Latest statistics from the Bank of England show the number of loan approvals for house purchase was 74,581 in January, compared to the average of 70,221 over the previous six months.
The number of approvals for remortgaging was 42,228, compared to the average of 40,306 over the previous six months. Finally, the number of approvals for other purposes was 11,900, in line with the average over the previous six months.
Stephen Smith, director at Legal & General Housing Partnerships, said: “It is clear to see that demand for home ownership is still rising in what looks to be a strong start to 2016. Remortgaging has also seen a relative increase for the second month in a row, with more homeowners taking advantage of the competitive deals currently on offer. We expect to see these figures continue to climb as many potential second home owners and landlords hurry to complete before the Stamp Duty changes are implemented in April.
“That being said, if house prices continue to rise at their current rate, there will be a long term negative effect on the housing market, with further price rises only exacerbating this issue further. Many people who are looking to take their first step on the property ladder are already priced out of the market, since there are now more buyers competing for fewer properties. To address this issue, it is more vital than ever that the government fulfils its promise to build 250,000 extra homes per annum.”
Tom Drury, CEO of Arrow Global, said: We have reached the point in the credit cycle where consumer debt is rising sharply, with consumer credit up 9.1% in the last year. In January, consumer credit rose by £1.6 billion, 45% more even than in December (£1.1 billion), when consumers borrow to pay for Christmas spending suggesting that this is a sustained rise triggered by improved consumer confidence.

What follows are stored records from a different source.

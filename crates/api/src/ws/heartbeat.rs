use std::sync::Arc;
use std::time::Duration;

use crate::ws::manager::WsManager;

const HEARTBEAT_INTERVAL_SECS: u64 = 30;

/// Spawn a task that pings every connected client periodically.
///
/// Runs until aborted through the returned handle at shutdown.
pub fn start_heartbeat(ws_manager: Arc<WsManager>) -> tokio::task::JoinHandle<()> {
    tokio::spawn(async move {
        let mut interval = tokio::time::interval(Duration::from_secs(HEARTBEAT_INTERVAL_SECS));

        loop {
            interval.tick().await;
            let count = ws_manager.connection_count().await;
            tracing::debug!(count, "WebSocket heartbeat ping");
            ws_manager.ping_all().await;
        }
    })
}
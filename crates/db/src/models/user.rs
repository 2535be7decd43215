//! User entity model and DTOs.

use serde::{Deserialize, Serialize};
use sqlx::FromRow;
use learnhub_core::types::{DbId, Timestamp};

/// Full user row from the `users` table.
///
/// Contains the password hash; use [`UserResponse`] for API output.
#[derive(Debug, Clone, FromRow)]
pub struct User {
    pub id: DbId,
    pub username: String,
    pub email: String,
    pub display_name: String,
    pub password_hash: String,
    pub role: String,
    pub is_active: bool,
    pub created_at: Timestamp,
    pub updated_at: Timestamp,
}

/// Safe user representation for API responses.
#[derive(Debug, Clone, Serialize)]
pub struct UserResponse {
    pub id: DbId,
    pub username: String,
    pub email: String,
    pub display_name: String,
    pub role: String,
    pub is_active: bool,
    pub created_at: Timestamp,
}

impl From<User> for UserResponse {
    fn from(user: User) -> Self {
        Self {
            id: user.id,
            username: user.username,
            email: user.email,
            display_name: user.display_name,
            role: user.role,
            is_active: user.is_active,
            created_at: user.created_at,
        }
    }
}

/// DTO for inserting a user. The password is already hashed.
#[derive(Debug)]
pub struct CreateUser {
    pub username: String,
    pub email: String,
    pub display_name: String,
    pub password_hash: String,
    pub role: String,
}

/// DTO for updating a user. All fields are optional.
#[derive(Debug, Deserialize)]
pub struct UpdateUser {
    pub display_name: Option<String>,
    pub email: Option<String>,
    pub role: Option<String>,
    pub is_active: Option<bool>,
}
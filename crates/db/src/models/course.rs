//! Course models and DTOs.

use serde::{Deserialize, Serialize};
use sqlx::types::Json;
use sqlx::FromRow;
use learnhub_core::course::SessionItem;
use learnhub_core::rating::RatingEntry;
use learnhub_core::types::{DbId, Timestamp};

/// A row from the `courses` table.
#[derive(Debug, Clone, FromRow, Serialize)]
pub struct Course {
    pub id: DbId,
    pub title: String,
    pub description: Option<String>,
    pub org_unit_id: Option<DbId>,
    pub trainer_ids: Vec<DbId>,
    pub attendee_ids: Vec<DbId>,
    pub items: Json<Vec<SessionItem>>,
    pub user_rating: Json<Vec<RatingEntry>>,
    pub trainer_rating: Json<Vec<RatingEntry>>,
    pub is_active: bool,
    pub created_by: Option<DbId>,
    pub created_at: Timestamp,
    pub updated_at: Timestamp,
}

/// DTO for creating a course.
#[derive(Debug, Clone, Deserialize)]
pub struct CreateCourse {
    pub title: String,
    pub description: Option<String>,
    pub org_unit_id: Option<DbId>,
    #[serde(default)]
    pub trainer_ids: Vec<DbId>,
    #[serde(default)]
    pub attendee_ids: Vec<DbId>,
}

/// DTO for updating a course.
#[derive(Debug, Clone, Default, Deserialize)]
pub struct UpdateCourse {
    pub title: Option<String>,
    pub description: Option<String>,
    pub org_unit_id: Option<DbId>,
    pub trainer_ids: Option<Vec<DbId>>,
    pub is_active: Option<bool>,
}

/// Request body for enrolling or removing attendees.
#[derive(Debug, Clone, Deserialize)]
pub struct AttendeeChange {
    pub user_ids: Vec<DbId>,
}

/// Request body for submitting a rating.
#[derive(Debug, Clone, Deserialize)]
pub struct SubmitRating {
    /// The user being rated; defaults to the caller for attendee ratings.
    pub user_id: Option<DbId>,
    pub score: i32,
    pub comment: Option<String>,
}

/// Both rating lists of a course or session, backfilled.
#[derive(Debug, Clone, Serialize)]
pub struct RatingView {
    pub user_rating: Vec<RatingEntry>,
    pub trainer_rating: Vec<RatingEntry>,
    pub user_summary: learnhub_core::rating::RatingSummary,
    pub trainer_summary: learnhub_core::rating::RatingSummary,
}
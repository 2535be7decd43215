//! Well-known notification channel name constants.

/// In-app notification delivered via WebSocket push and stored for the
/// notification bell UI.
pub const CHANNEL_IN_APP: &str = "in_app";

/// Notification additionally delivered as templated email.
pub const CHANNEL_EMAIL: &str = "email";
//! Survey models and DTOs.

use serde::{Deserialize, Serialize};
use sqlx::types::Json;
use sqlx::FromRow;
use learnhub_core::assessment::Question;
use learnhub_core::types::{DbId, Timestamp};

/// A row from the `surveys` table.
#[derive(Debug, Clone, FromRow, Serialize)]
pub struct Survey {
    pub id: DbId,
    pub title: String,
    pub description: Option<String>,
    pub questions: Json<Vec<Question>>,
    pub attendee_ids: Vec<DbId>,
    pub preview_key: Option<String>,
    pub is_active: bool,
    pub created_by: Option<DbId>,
    pub created_at: Timestamp,
    pub updated_at: Timestamp,
}

/// DTO for creating a survey.
#[derive(Debug, Clone, Deserialize)]
pub struct CreateSurvey {
    pub title: String,
    pub description: Option<String>,
    #[serde(default)]
    pub questions: Vec<Question>,
}

/// DTO for updating a survey.
#[derive(Debug, Clone, Default, Deserialize)]
pub struct UpdateSurvey {
    pub title: Option<String>,
    pub description: Option<String>,
    pub questions: Option<Vec<Question>>,
    pub is_active: Option<bool>,
}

“Record low interest rates over the last seven years mean that many consumer have been able to reduce their debt burden over the last few years. However the current increase in consumer debt combined with interest rate rises over the years ahead will lead to rising debt defaults as we enter the next phase of the credit cycle: we forecast a 17% rise in households in default by 2020.
“Our recent research revealed just how challenging debt default can be for the individual involved, from lack of sleep to problems with drinking or drugs. That’s why it is vital for the consumer debt industry to work together with the debt charities to plan for high levels of consumer debt and defaults and ensure that struggling borrowers are given the impartial advice and support they need to manage their finances.”